Synthesis, Structure, and Electrochemical Performance of Bi-induced Stabilization of MnO2 Cathodes for Use in Highly Acidic Aqueous Electrolytes (pH <2)

Abstract

MnO₂ cathode materials are widely studied in alkaline and neutral aqueous electrolytes. In these mediums, the MnO₂ cathode shows suboptimal performance limited by dissolution and electrochemically inactive compound formation, leading to capacity fading. This study explores the enhancement of MnO₂ cathode performance through Bi³⁺ ion doping (0, 1, 2.5, 5, and 10 mol%) in a highly acidic electrolyte (pH < 2). By incorporating up to 10 mol% Bi ions into the MnO₂ structure, we significantly improved specific capacity and capacity retention stability.
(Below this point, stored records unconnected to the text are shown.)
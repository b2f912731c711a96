//! QR code retrieval and background prefetch.

use std::sync::Arc;
use std::time::Duration;

use serde_json::json;
use tokio::task::JoinHandle;
use tracing::{debug, info, warn};

use crate::application::services::GateService;
use crate::domain::entities::Safety;
use crate::domain::repositories::ShortUrlRepository;
use crate::error::AppError;
use crate::infrastructure::cache::CacheService;
use crate::infrastructure::qr::QrRenderer;
use crate::utils::backoff::doubling_delays;

/// A rendered QR code ready to be served.
#[derive(Debug, Clone)]
pub struct QrImage {
    pub bytes: Vec<u8>,
    pub content_type: &'static str,
}

/// Bounds of the background prefetch poller.
#[derive(Debug, Clone, Copy)]
pub struct PrefetchPolicy {
    pub max_attempts: usize,
    pub base_delay: Duration,
    pub max_delay: Duration,
}

impl Default for PrefetchPolicy {
    fn default() -> Self {
        Self {
            max_attempts: 8,
            base_delay: Duration::from_millis(200),
            max_delay: Duration::from_secs(5),
        }
    }
}

/// How a prefetch poller ended.
#[derive(Debug, Clone, Copy, PartialEq, Eq)]
pub enum PrefetchOutcome {
    /// The record became safe and its QR code is cached.
    Cached,
    /// The record was flagged unsafe; nothing was cached.
    Unsafe,
    /// The record does not exist.
    Missing,
    /// No verdict arrived within the attempt budget.
    Exhausted,
}

/// Serves QR codes for safe short URLs, memoizing rendered images.
///
/// Every read goes through the [`GateService`] first, cache hits included, so
/// an image is never served for a hash that is not currently `Safe`.
pub struct QrService {
    gate: Arc<GateService>,
    repository: Arc<dyn ShortUrlRepository>,
    cache: Arc<dyn CacheService>,
    renderer: Arc<dyn QrRenderer>,
    base_url: String,
    prefetch: PrefetchPolicy,
}

impl QrService {
    pub fn new(
        gate: Arc<GateService>,
        repository: Arc<dyn ShortUrlRepository>,
        cache: Arc<dyn CacheService>,
        renderer: Arc<dyn QrRenderer>,
        base_url: impl Into<String>,
        prefetch: PrefetchPolicy,
    ) -> Self {
        Self {
            gate,
            repository,
            cache,
            renderer,
            base_url: base_url.into(),
            prefetch,
        }
    }

    /// Public short URL a QR code for `hash` encodes.
    pub fn short_url(&self, hash: &str) -> String {
        format!("{}/{}", self.base_url.trim_end_matches('/'), hash)
    }

    /// Returns the QR code for `hash`, rendering and caching it on a miss.
    ///
    /// # Errors
    ///
    /// Gating errors as in [`GateService::check`]; [`AppError::Internal`] if
    /// rendering fails.
    pub async fn get(&self, hash: &str) -> Result<QrImage, AppError> {
        self.gate.check(hash).await?;

        match self.cache.get_qr(hash).await {
            Ok(Some(bytes)) => {
                debug!(hash, "QR served from cache");
                return Ok(self.image(bytes));
            }
            Ok(None) => {}
            Err(e) => warn!(hash, "QR cache read failed: {}", e),
        }

        let bytes = self.render_and_cache(hash).await?;
        Ok(self.image(bytes))
    }

    /// Starts a detached poller that caches the QR code once `hash` is safe.
    ///
    /// The poller sleeps on a doubling schedule and gives up after
    /// [`PrefetchPolicy::max_attempts`] reads. Its outcome never reaches the
    /// creating client.
    pub fn spawn_prefetch(self: &Arc<Self>, hash: String) -> JoinHandle<PrefetchOutcome> {
        let service = Arc::clone(self);
        tokio::spawn(async move {
            let outcome = service.prefetch(&hash).await;
            debug!(hash = %hash, ?outcome, "QR prefetch finished");
            outcome
        })
    }

    async fn prefetch(&self, hash: &str) -> PrefetchOutcome {
        let policy = self.prefetch;
        for delay in doubling_delays(policy.base_delay, policy.max_delay, policy.max_attempts) {
            tokio::time::sleep(delay).await;

            let record = match self.repository.find_by_hash(hash).await {
                Ok(Some(record)) => record,
                Ok(None) => return PrefetchOutcome::Missing,
                Err(e) => {
                    warn!(hash, "QR prefetch lookup failed: {}", e);
                    continue;
                }
            };

            match record.safety {
                Safety::Unknown => continue,
                Safety::Unsafe => return PrefetchOutcome::Unsafe,
                Safety::Safe => {
                    return match self.render_and_cache(hash).await {
                        Ok(_) => {
                            info!(hash, "QR code prefetched");
                            PrefetchOutcome::Cached
                        }
                        Err(e) => {
                            warn!(hash, "QR prefetch render failed: {}", e);
                            PrefetchOutcome::Exhausted
                        }
                    };
                }
            }
        }

        PrefetchOutcome::Exhausted
    }

    async fn render_and_cache(&self, hash: &str) -> Result<Vec<u8>, AppError> {
        let bytes = self.renderer.render(&self.short_url(hash)).map_err(|e| {
            AppError::internal(
                "Failed to render QR code",
                json!({ "hash": hash, "reason": e.to_string() }),
            )
        })?;

        if let Err(e) = self.cache.set_qr(hash, &bytes, None).await {
            warn!(hash, "QR cache write failed: {}", e);
        }

        Ok(bytes)
    }

    fn image(&self, bytes: Vec<u8>) -> QrImage {
        QrImage {
            bytes,
            content_type: self.renderer.content_type(),
        }
    }
}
Energy-dispersive X-ray spectroscopy (EDX) analysis revealed a uniform dispersion of Bi³⁺ ions throughout the MnO₂ cathode after electrochemical cycling, contributing to performance enhancements. X-ray photoelectron spectroscopy (XPS) results indicated that Bi³⁺ ion concentration from 1 to 10 mol% stabilises Mn³⁺ within the MnO₂ lattice. Also, Bi³⁺ ion doping promotes the formation of a 2×2 tunnel structured α-MnO₂ phase. Electrochemical impedance spectroscopy results demonstrated a reduction in double-layer and overall bulk capacitance. These findings suggest that Bi³⁺ ion doping effectively enhances MnO₂ electrochemical performance and could enhance its use in aqueous metal-ion batteries.